Exercise requirements: After reading the entries below, copy word for word the lines from the first through the line containing "use crate::firestore::local::local_store::Components;", and stop there.

Information given:
'''
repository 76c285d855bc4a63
pub mod runtime;
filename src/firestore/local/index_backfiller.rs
use std::collections::BTreeSet;
use std::fmt::{self, Debug, Formatter};
use std::sync::{Arc, Mutex as StdMutex, MutexGuard, PoisonError};
use std::time::Duration;

use crate::firestore::error::FirestoreResult;
use crate::firestore::local::local_documents_view::LocalDocumentsResult;
use crate::firestore::local::local_store::Components;
use crate::firestore::local::persistence::{PersistenceTransaction, TransactionMode};
use crate::firestore::local::scheduler::{DelayedOperation, Scheduler, TimerId};
use crate::firestore::local::{IndexBackfillerSettings, LocalStore};
use crate::firestore::logger::LOGGER;
use crate::firestore::model::IndexOffset;

/// Writes index entries for documents that were cached before their index existed.
///
/// Each run processes a bounded number of documents, visiting the least recently updated
/// collection groups first.
#[derive(Clone)]
pub struct IndexBackfiller {
    local_store: Arc<LocalStore>,
    settings: IndexBackfillerSettings,
}

impl IndexBackfiller {
    pub fn new(local_store: Arc<LocalStore>, settings: IndexBackfillerSettings) -> Self {
        Self {
            local_store,
            settings,
        }
    }

    pub fn settings(&self) -> &IndexBackfillerSettings {
        &self.settings
    }

    /// Runs one pass and returns how many documents were indexed.
    pub async fn backfill(&self) -> FirestoreResult<usize> {
        let max_documents = self.settings.max_documents_to_process();
        self.local_store
            .run_exclusive("Backfill indexes", TransactionMode::ReadWritePrimary, |txn, components| {
                write_index_entries(txn, components, max_documents)
            })
            .await
    }
}

fn write_index_entries(
    txn: &mut PersistenceTransaction<'_>,
    components: &Components,
    max_documents: usize,
) -> FirestoreResult<usize> {
    let mut processed_groups = BTreeSet::new();
    let mut processed = 0;
    while processed < max_documents {
        let Some(collection_group) = components.index_manager.get_next_collection_group_to_update(txn)
        else {
            break;
        };
        if !processed_groups.insert(collection_group.clone()) {
            break;
        }
        log::debug!("Processing collection group {collection_group}");
        // Overlays come in whole batches, so a group may overshoot what was left.
        processed +=
            write_entries_for_collection_group(txn, components, &collection_group, max_documents - processed)?;
    }
    Ok(processed)
}

fn write_entries_for_collection_group(
    txn: &mut PersistenceTransaction<'_>,
    components: &Components,
    collection_group: &str,
    limit: usize,
) -> FirestoreResult<usize> {
    let existing_offset = components
        .index_manager
        .get_min_offset_from_collection_group(txn, collection_group);
    let next = components
        .local_documents
        .get_next_documents(txn, collection_group, &existing_offset, limit)?;
    components
        .index_manager
        .update_index_entries(txn, &next.documents);

    let new_offset = new_offset(&existing_offset, &next);
    log::debug!("Updating offset of {collection_group} to {new_offset:?}");
    components
        .index_manager
        .update_collection_group(txn, collection_group, new_offset);
    Ok(next.documents.len())
}

/// The largest offset among the processed documents, never moving backwards.
fn new_offset(existing: &IndexOffset, result: &LocalDocumentsResult) -> IndexOffset {
    let max = result
        .documents
        .values()
        .map(IndexOffset::from_document)
        .fold(existing.clone(), |max, offset| if offset > max { offset } else { max });
    IndexOffset::new(
        max.read_time,
        max.document_key,
        result.batch_id.max(existing.largest_batch_id),
    )
}

impl Debug for IndexBackfiller {
    fn fmt(&self, f: &mut Formatter<'_>) -> fmt::Result {
        f.debug_struct("IndexBackfiller")
            .field("settings", &self.settings)
            .finish()
    }
}

/// Runs the backfiller periodically on a [`Scheduler`].
#[derive(Clone)]
pub struct IndexBackfillerScheduler {
    inner: Arc<BackfillerSchedulerInner>,
}

struct BackfillerSchedulerInner {
    backfiller: IndexBackfiller,
    scheduler: Scheduler,
    pending: StdMutex<Option<DelayedOperation>>,
}

impl IndexBackfillerScheduler {
    pub fn new(backfiller: IndexBackfiller, scheduler: Scheduler) -> Self {
        Self {
            inner: Arc::new(BackfillerSchedulerInner {
                backfiller,
                scheduler,
                pending: StdMutex::new(None),
            }),
        }
    }

    pub fn start(&self) {
        self.schedule(self.inner.backfiller.settings.initial_delay());
    }

    pub fn stop(&self) {
        if let Some(operation) = self.lock_pending().take() {
            operation.cancel();
        }
    }

    pub fn is_started(&self) -> bool {
        self.lock_pending().is_some()
    }

    fn lock_pending(&self) -> MutexGuard<'_, Option<DelayedOperation>> {
        self.inner
            .pending
            .lock()
            .unwrap_or_else(PoisonError::into_inner)
    }

    fn schedule(&self, delay: Duration) {
        let this = self.clone();
        let scheduled = self
            .inner
            .scheduler
            .enqueue_after_delay(TimerId::IndexBackfill, delay, move || async move {
                match this.inner.backfiller.backfill().await {
                    Ok(processed) => LOGGER.debug(format!("Documents written to indexes: {processed}")),
                    Err(err) if err.is_primary_lease_lost() => {
                        LOGGER.debug("Ignoring primary lease loss during index backfill")
                    }
                    Err(err) => LOGGER.warn(format!("Index backfill failed: {err}")),
                }
                this.schedule(this.inner.backfiller.settings.regular_delay());
            });
        match scheduled {
            Ok(operation) => *self.lock_pending() = Some(operation),
            Err(err) => LOGGER.debug(format!("Not scheduling index backfill: {err}")),
        }
    }
}

impl Debug for IndexBackfillerScheduler {
    fn fmt(&self, f: &mut Formatter<'_>) -> fmt::Result {
        f.debug_struct("IndexBackfillerScheduler")
            .field("backfiller", &self.inner.backfiller)
            .field("started", &self.is_started())
            .finish()
    }
}
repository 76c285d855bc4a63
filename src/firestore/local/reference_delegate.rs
use std::fmt::Debug;
use std::sync::{Mutex as StdMutex, MutexGuard, PoisonError};

use crate::firestore::core::{TargetData, TargetId};
use crate::firestore::error::FirestoreResult;
use crate::firestore::local::persistence::{ListenSequenceNumber, PersistenceTransaction};
use crate::firestore::local::reference_set::ReferenceSet;
use crate::firestore::local::{remote_document_cache, target_cache};
use crate::firestore::model::DocumentKey;

/// Policy hooks invoked whenever a document gains or loses a reference.
///
/// The eager delegate deletes unreferenced documents at the end of every transaction. The
/// LRU delegate only records when each document was last used and leaves deletion to
/// [`LruGarbageCollector`](crate::firestore::local::LruGarbageCollector).
pub trait ReferenceDelegate: Send + Sync + Debug {
    fn add_reference(
        &self,
        txn: &mut PersistenceTransaction<'_>,
        target_id: TargetId,
        key: &DocumentKey,
    ) -> FirestoreResult<()>;

    fn remove_reference(
        &self,
        txn: &mut PersistenceTransaction<'_>,
        target_id: TargetId,
        key: &DocumentKey,
    ) -> FirestoreResult<()>;

    /// Called when a target is released without keeping its persisted data.
    fn remove_target(
        &self,
        txn: &mut PersistenceTransaction<'_>,
        target_data: &TargetData,
    ) -> FirestoreResult<()>;

    /// Called when a mutation batch touching `key` leaves the queue.
    fn remove_mutation_reference(
        &self,
        txn: &mut PersistenceTransaction<'_>,
        key: &DocumentKey,
    ) -> FirestoreResult<()>;

    fn update_limbo_document(
        &self,
        txn: &mut PersistenceTransaction<'_>,
        key: &DocumentKey,
    ) -> FirestoreResult<()>;

    fn on_transaction_committed(&self, txn: &mut PersistenceTransaction<'_>) -> FirestoreResult<()>;

    /// Documents pinned by local views. Never collected while pinned.
    fn in_memory_pins(&self) -> &StdMutex<ReferenceSet>;

    fn as_lru(&self) -> Option<&LruReferenceDelegate> {
        None
    }
}

pub(crate) fn lock_pins(pins: &StdMutex<ReferenceSet>) -> MutexGuard<'_, ReferenceSet> {
    pins.lock().unwrap_or_else(PoisonError::into_inner)
}

#[derive(Debug, Default)]
pub struct EagerReferenceDelegate {
    in_memory_pins: StdMutex<ReferenceSet>,
}

impl EagerReferenceDelegate {
    pub fn new() -> Self {
        Self::default()
    }

    fn is_referenced(&self, txn: &PersistenceTransaction<'_>, key: &DocumentKey) -> bool {
        txn.database.target_documents_contain_key(key)
            || txn.database.mutation_queues_contain_key(key)
            || lock_pins(&self.in_memory_pins).contains_key(key)
    }
}

impl ReferenceDelegate for EagerReferenceDelegate {
    fn add_reference(
        &self,
        txn: &mut PersistenceTransaction<'_>,
        _target_id: TargetId,
        key: &DocumentKey,
    ) -> FirestoreResult<()> {
        txn.orphaned_documents.remove(key);
        Ok(())
    }

    fn remove_reference(
        &self,
        txn: &mut PersistenceTransaction<'_>,
        _target_id: TargetId,
        key: &DocumentKey,
    ) -> FirestoreResult<()> {
        txn.orphaned_documents.insert(key.clone());
        Ok(())
    }

    fn remove_target(
        &self,
        txn: &mut PersistenceTransaction<'_>,
        target_data: &TargetData,
    ) -> FirestoreResult<()> {
        if let Some(keys) = txn.database.target_documents.get(&target_data.target_id) {
            txn.orphaned_documents.extend(keys.keys().cloned());
        }
        target_cache::delete_target(txn.database, target_data.target_id);
        Ok(())
    }

    fn remove_mutation_reference(
        &self,
        txn: &mut PersistenceTransaction<'_>,
        key: &DocumentKey,
    ) -> FirestoreResult<()> {
        txn.orphaned_documents.insert(key.clone());
        Ok(())
    }

    fn update_limbo_document(
        &self,
        txn: &mut PersistenceTransaction<'_>,
        key: &DocumentKey,
    ) -> FirestoreResult<()> {
        txn.orphaned_documents.insert(key.clone());
        Ok(())
    }

    fn on_transaction_committed(&self, txn: &mut PersistenceTransaction<'_>) -> FirestoreResult<()> {
        let candidates = std::mem::take(&mut txn.orphaned_documents);
        for key in candidates {
            if !self.is_referenced(txn, &key) {
                remote_document_cache::delete_entry(txn.database, &key);
                txn.database.document_sequence_numbers.remove(&key);
            }
        }
        Ok(())
    }

    fn in_memory_pins(&self) -> &StdMutex<ReferenceSet> {
        &self.in_memory_pins
    }
}

/// Records "last used" sequence numbers so that LRU collection can evict cold data.
#[derive(Debug, Default)]
pub struct LruReferenceDelegate {
    in_memory_pins: StdMutex<ReferenceSet>,
}

impl LruReferenceDelegate {
    pub fn new() -> Self {
        Self::default()
    }

    fn write_sentinel_key(&self, txn: &mut PersistenceTransaction<'_>, key: &DocumentKey) {
        let sequence_number = txn.current_sequence_number();
        txn.database
            .document_sequence_numbers
            .insert(key.clone(), sequence_number);
    }

    fn is_pinned(&self, txn: &PersistenceTransaction<'_>, key: &DocumentKey) -> bool {
        lock_pins(&self.in_memory_pins).contains_key(key)
            || txn.database.mutation_queues_contain_key(key)
    }

    /// Number of targets plus orphaned documents: the population LRU percentiles refer to.
    pub fn sequence_number_count(&self, txn: &PersistenceTransaction<'_>) -> usize {
        txn.database.targets.len() + self.orphaned_documents(txn).len()
    }

    /// Documents outside every target, with the sequence number they were last used at.
    pub fn orphaned_documents(
        &self,
        txn: &PersistenceTransaction<'_>,
    ) -> Vec<(DocumentKey, ListenSequenceNumber)> {
        txn.database
            .document_sequence_numbers
            .iter()
            .filter(|(key, _)| !txn.database.target_documents_contain_key(key))
            .map(|(key, sequence_number)| (key.clone(), *sequence_number))
            .collect()
    }

    pub fn target_sequence_numbers(&self, txn: &PersistenceTransaction<'_>) -> Vec<ListenSequenceNumber> {
        txn.database
            .targets
            .values()
            .map(|data| data.sequence_number)
            .collect()
    }

    /// Removes orphaned documents last used at or before `upper_bound` that nothing pins.
    pub fn remove_orphaned_documents(
        &self,
        txn: &mut PersistenceTransaction<'_>,
        upper_bound: ListenSequenceNumber,
    ) -> FirestoreResult<usize> {
        let mut removed = 0;
        for (key, sequence_number) in self.orphaned_documents(txn) {
            if sequence_number > upper_bound || self.is_pinned(txn, &key) {
                continue;
            }
            remote_document_cache::delete_entry(txn.database, &key);
            txn.database.document_sequence_numbers.remove(&key);
            removed += 1;
        }
        Ok(removed)
    }

    pub fn byte_size(&self, txn: &PersistenceTransaction<'_>) -> i64 {
        txn.database.remote_document_size
    }
}

impl ReferenceDelegate for LruReferenceDelegate {
    fn add_reference(
        &self,
        txn: &mut PersistenceTransaction<'_>,
        _target_id: TargetId,
        key: &DocumentKey,
    ) -> FirestoreResult<()> {
        self.write_sentinel_key(txn, key);
        Ok(())
    }

    fn remove_reference(
        &self,
        txn: &mut PersistenceTransaction<'_>,
        _target_id: TargetId,
        key: &DocumentKey,
    ) -> FirestoreResult<()> {
        self.write_sentinel_key(txn, key);
        Ok(())
    }

    fn remove_target(
        &self,
        txn: &mut PersistenceTransaction<'_>,
        target_data: &TargetData,
    ) -> FirestoreResult<()> {
        let sequence_number = txn.current_sequence_number();
        if let Some(stored) = txn.database.targets.get_mut(&target_data.target_id) {
            stored.sequence_number = sequence_number;
        }
        Ok(())
    }

    fn remove_mutation_reference(
        &self,
        txn: &mut PersistenceTransaction<'_>,
        key: &DocumentKey,
    ) -> FirestoreResult<()> {
        self.write_sentinel_key(txn, key);
        Ok(())
    }

    fn update_limbo_document(
        &self,
        txn: &mut PersistenceTransaction<'_>,
        key: &DocumentKey,
    ) -> FirestoreResult<()> {
        self.write_sentinel_key(txn, key);
        Ok(())
    }

    fn on_transaction_committed(&self, _txn: &mut PersistenceTransaction<'_>) -> FirestoreResult<()> {
        Ok(())
    }

    fn in_memory_pins(&self) -> &StdMutex<ReferenceSet> {
        &self.in_memory_pins
    }

    fn as_lru(&self) -> Option<&LruReferenceDelegate> {
        Some(self)
    }
}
'''
Exercise response:
repository 76c285d855bc4a63
pub mod runtime;
filename src/firestore/local/index_backfiller.rs
use std::collections::BTreeSet;
use std::fmt::{self, Debug, Formatter};
use std::sync::{Arc, Mutex as StdMutex, MutexGuard, PoisonError};
use std::time::Duration;

use crate::firestore::error::FirestoreResult;
use crate::firestore::local::local_documents_view::LocalDocumentsResult;
use crate::firestore::local::local_store::Components;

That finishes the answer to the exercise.